Just 3 Years To Go -OR- A Total Mental Eclipse


Today is August 21, 2014. Just three years to go to the Solar Eclipse of August 21, 2017 -- an event I have been aware of since 1979 when I was 9 years old and living in New Jersey and couldn't fathom it when I added up my age in the impossibly far off year of 2017: 47.

Path of the eclipse of August 21, 2017

Assuming I am around in 3 years and functioning, I intend to be on the coast of South Carolina in the path of totality.

*******

Today is also DD's birthday.

Sorry for a lack of update last night. I intend to post links / excerpts of some Jonathan Chait and Paul Krugman recent pieces that I really like along with political commentary that includes my favorite topic of late -- The Washington Consensus and its Very Special Legal Needs Man-Child, Benji Wittes. But all of that takes too long.

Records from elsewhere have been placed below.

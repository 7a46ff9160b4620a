//! # termwise-runtime
//!
//! Inference backends and the document analysis engine for Termwise.
//!
//! `termwise-core` builds prompts and interprets model output without doing
//! any I/O. This crate adds the part that actually runs a model:
//!
//! - [`InferenceBackend`]: the single seam where model calls happen
//!   - [`LocalBackend`]: in-process llama-family model (`local` feature)
//!   - [`RemoteBackend`]: hosted text-generation endpoint (`remote` feature)
//! - [`DocumentAnalysisEngine`]: prompt -> generate -> interpret
//! - [`BackendConfig`]: environment/file configuration
//!
//! ## Example
//!
//! ```rust,ignore
//! use termwise_runtime::{BackendConfig, DocumentAnalysisEngine};
//!
//! let config = BackendConfig::from_env()?;
//! let engine = DocumentAnalysisEngine::from_config(&config)?;
//! engine.warm_up().await?;
//!
//! let analysis = engine.analyze(&document_text).await?;
//! println!("{}", serde_json::to_string_pretty(&analysis)?);
//! ```

pub mod backends;
pub mod cache;
pub mod config;
pub mod engine;

pub use backends::{
    backend_from_config, ApiCredential, BackendError, CredentialSource, ExecutionProfile,
    InferenceBackend, LocalBackend, RemoteBackend,
};
pub use backends::local::ChatTemplate;
pub use cache::{AnalysisCache, CacheKey};
pub use config::{BackendConfig, BackendKind, ConfigError};
pub use engine::{DocumentAnalysisEngine, DocumentAnalysisEngineBuilder, EngineError};

pub use termwise_core::{KeyTerm, SectionSummary, StructuredAnalysis};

In addition, I have begun my very first edition -- Episode #1 -- of "The Wall-P & Me Chronicles"This pilot episode is titled "Wall-P & Me Open a Restaurant." It's divided into four acts plus intermission side/freak show featuring the Hysterical One. They are preliminarily entitled (subject to change):

Act 1: Money Grubbing & Walmart Supplying

Act 2: Let's Fail: Permitting, Licensing, & Health Inspections

Intermission: ROCK ON! The Hysterical One Shrieks a Visits

Act 3: Fury, Fighting, and Firing: Wall-P Loses Money

Act 4: Götterdämmerung: Twilight of a Member of the American Booboisie

As with most of these episodes, it concludes with the police arriving and a ghastly and horrible demise while Wall-P declares matter-of-factly: "Eh. Eh. Eheheh. IsWhatItIs."

Wall-P does so while checking its 26 personal electronic devices to see if a client call came in or some corporate-ass legal brief has been filed or its net worth increased in the last 15 minutes.

I haven't figured out how I come back to life, though, for each subsequent episode. Episode #2 may involve Wall-P, Nag 'Em the Concerned Cheesecake - Eating House Hippo, and GAY me trying to babysit sticky, poopy, little bald babies belonging to Wall-P's Staff-approved "friends," all married-with-children upper middleclass suburbanites. It is tentatively titled "To Catch an Idiot" -or- "FBI Field Day."

However, my scheduled Jersey shore trip is now just 1 day away. I'm looking forward to that. Except for the bathroom issues that define my morning world.

I'll try to update this blog tonight and/or before I leave.